Once the DMV supervisor caught wind of this, she started YELLING that "It's not allowed! If we're past closing time and someone leaves, they are not allowed back in those doors! Push the button and take the next person, he's done!"
Only by lucky timing (and the rest of us waiting thinking the DMV supervisor was an idiot, since we'd have all just stayed in our seats and let the guy finish), did they pull off the "caper" and his wife brought the briefcase with the passport to him just as the supervisor was about to ask the security guard to remove him from the chair at the window.
In fact, it was because the security guard was at the door letting the guy's wife back in, that the supervisor couldn't do anything about the situation from behind her little bulletproof glass window.
(Kinda explains why they need bulletproof glass to begin with, I reckon.)
Everything today is about "procedure" and how to get around it ("Don't show the Driver's License", "Don't let your AME download your medical application until you've discussed it."... etc.) more than it is about being a reasonable, thinking, human being.
We are so accustomed to it, I drove home wondering if the good clerk or the security guard would be "written up" for their so-called "insubordination" toward the waste of human flesh that supervised them.
(I also thought, "What a terrible job, working for that B****.")
If we hadn't all been so shocked at the supervisor's nasty behavior, it might have been fun to start a round of applause for the co-conspirators who got the guy his Driver's license or ID or whatever else he'd been waiting for.
Same DMV visit, saw a guy who lost it and started yelling when the clerk said he couldn't renew his State ID card.
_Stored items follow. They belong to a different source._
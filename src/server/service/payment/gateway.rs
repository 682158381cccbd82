//! Client for the payment processor's REST API.
//!
//! Speaks the Stripe payment intent API: form-encoded requests authenticated with the
//! secret key as a bearer token, JSON responses with an `error.message` on failure.

use serde::Deserialize;

use crate::server::{config::PaymentConfig, error::payment::PaymentError, error::AppError};

/// Payment intent created by the processor.
#[derive(Debug, Clone, PartialEq, Deserialize)]
pub struct PaymentIntent {
    pub id: String,
    pub client_secret: String,
}

#[derive(Deserialize)]
struct ProcessorErrorBody {
    error: ProcessorErrorDetail,
}

#[derive(Deserialize)]
struct ProcessorErrorDetail {
    message: String,
}

pub struct PaymentGateway<'a> {
    http_client: &'a reqwest::Client,
    config: &'a PaymentConfig,
}

impl<'a> PaymentGateway<'a> {
    pub fn new(http_client: &'a reqwest::Client, config: &'a PaymentConfig) -> Self {
        Self {
            http_client,
            config,
        }
    }

    /// Asks the processor to create a payment intent for a booking.
    ///
    /// # Arguments
    /// - `booking_id` - Stored in the intent's metadata
    /// - `amount_cents` - Amount to charge in minor units
    /// - `currency` - Lowercase ISO currency code
    ///
    /// # Returns
    /// - `Ok(PaymentIntent)` - Intent id and client secret
    /// - `Err(PaymentError::NotConfigured)` - No secret key configured
    /// - `Err(PaymentError::Processor)` - Processor rejected the request
    /// - `Err(AppError::ReqwestErr)` - Network failure or malformed response
    pub async fn create_payment_intent(
        &self,
        booking_id: i32,
        amount_cents: i64,
        currency: &str,
    ) -> Result<PaymentIntent, AppError> {
        let secret_key = self
            .config
            .secret_key
            .as_deref()
            .ok_or(PaymentError::NotConfigured("STRIPE_SECRET_KEY"))?;

        let url = self
            .config
            .api_base
            .join("v1/payment_intents")
            .map_err(|e| AppError::InternalError(format!("Invalid payment API URL: {}", e)))?;

        let form = [
            ("amount", amount_cents.to_string()),
            ("currency", currency.to_string()),
            ("metadata[booking_id]", booking_id.to_string()),
            ("automatic_payment_methods[enabled]", "true".to_string()),
        ];

        let response = self
            .http_client
            .post(url)
            .bearer_auth(secret_key)
            .form(&form)
            .send()
            .await?;

        let status = response.status();
        if !status.is_success() {
            let message = match response.json::<ProcessorErrorBody>().await {
                Ok(body) => body.error.message,
                Err(_) => status
                    .canonical_reason()
                    .unwrap_or("Unknown error")
                    .to_string(),
            };

            return Err(PaymentError::Processor {
                status: status.as_u16(),
                message,
            }
            .into());
        }

        Ok(response.json::<PaymentIntent>().await?)
    }
}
The reason? He had both an ID card and a Driver's license, and "that's not allowed".
He pointed out loudly that he'd happily surrender the Driver's license but that he needed to renew the ID because it was about to expire. The clerk couldn't take it. He then asked to talk to same supervisor who reiterated the rules. He loudly protested, "But it was you guys who ISSUED both of these to me in the first place!" They didn't care.
He then started yelling to the assembled crowd waiting, "I'm sorry if I'm taking a lot of time up here, but these idiots issued me both a Driver's License and an ID and now say that's against the rules and won't take one back. They say I have to re-test for the Driver's license renewal and they won't issue an ID. I've been homeless with no address or phone, so unable to find out any of this information for six months, and they apparently can't fix their own mistake. And I sure as hell don't have a car to take a driving test in." He broke down into, "I'm sorry, I'm sorry" as he realized he was making a scene and left. I'm sure, given time to think and react, at least four or five of us would have handed him a set of car keys and said, "Just take the damn driving test for these dip****s. I'll ride in back." Or if he'd have asked.
I'm so looking forward to the day these people are running healthcare. It'll be the beautiful utopia they all say it will be, I'm sure.
And before anyone gets huffy, that's not a political statement. It's a reminder that everything government touches ends up like this. The fastest path to hell, is by making a bulletproof window with an old cranky government clerk sitting behind it for 20 years, in charge of whether you get what you need or not.
My thoughts here are that the folks holding out the idea that a passport will fix the problem are the equivalent of the good clerk and Security guard. They probably don't know you don't have one. They're just holding the closed door open to the simplest solution to get around the rediculous bureaucracy. They don't know it'll cost you $135 and that you'll have to wait for it to be processed.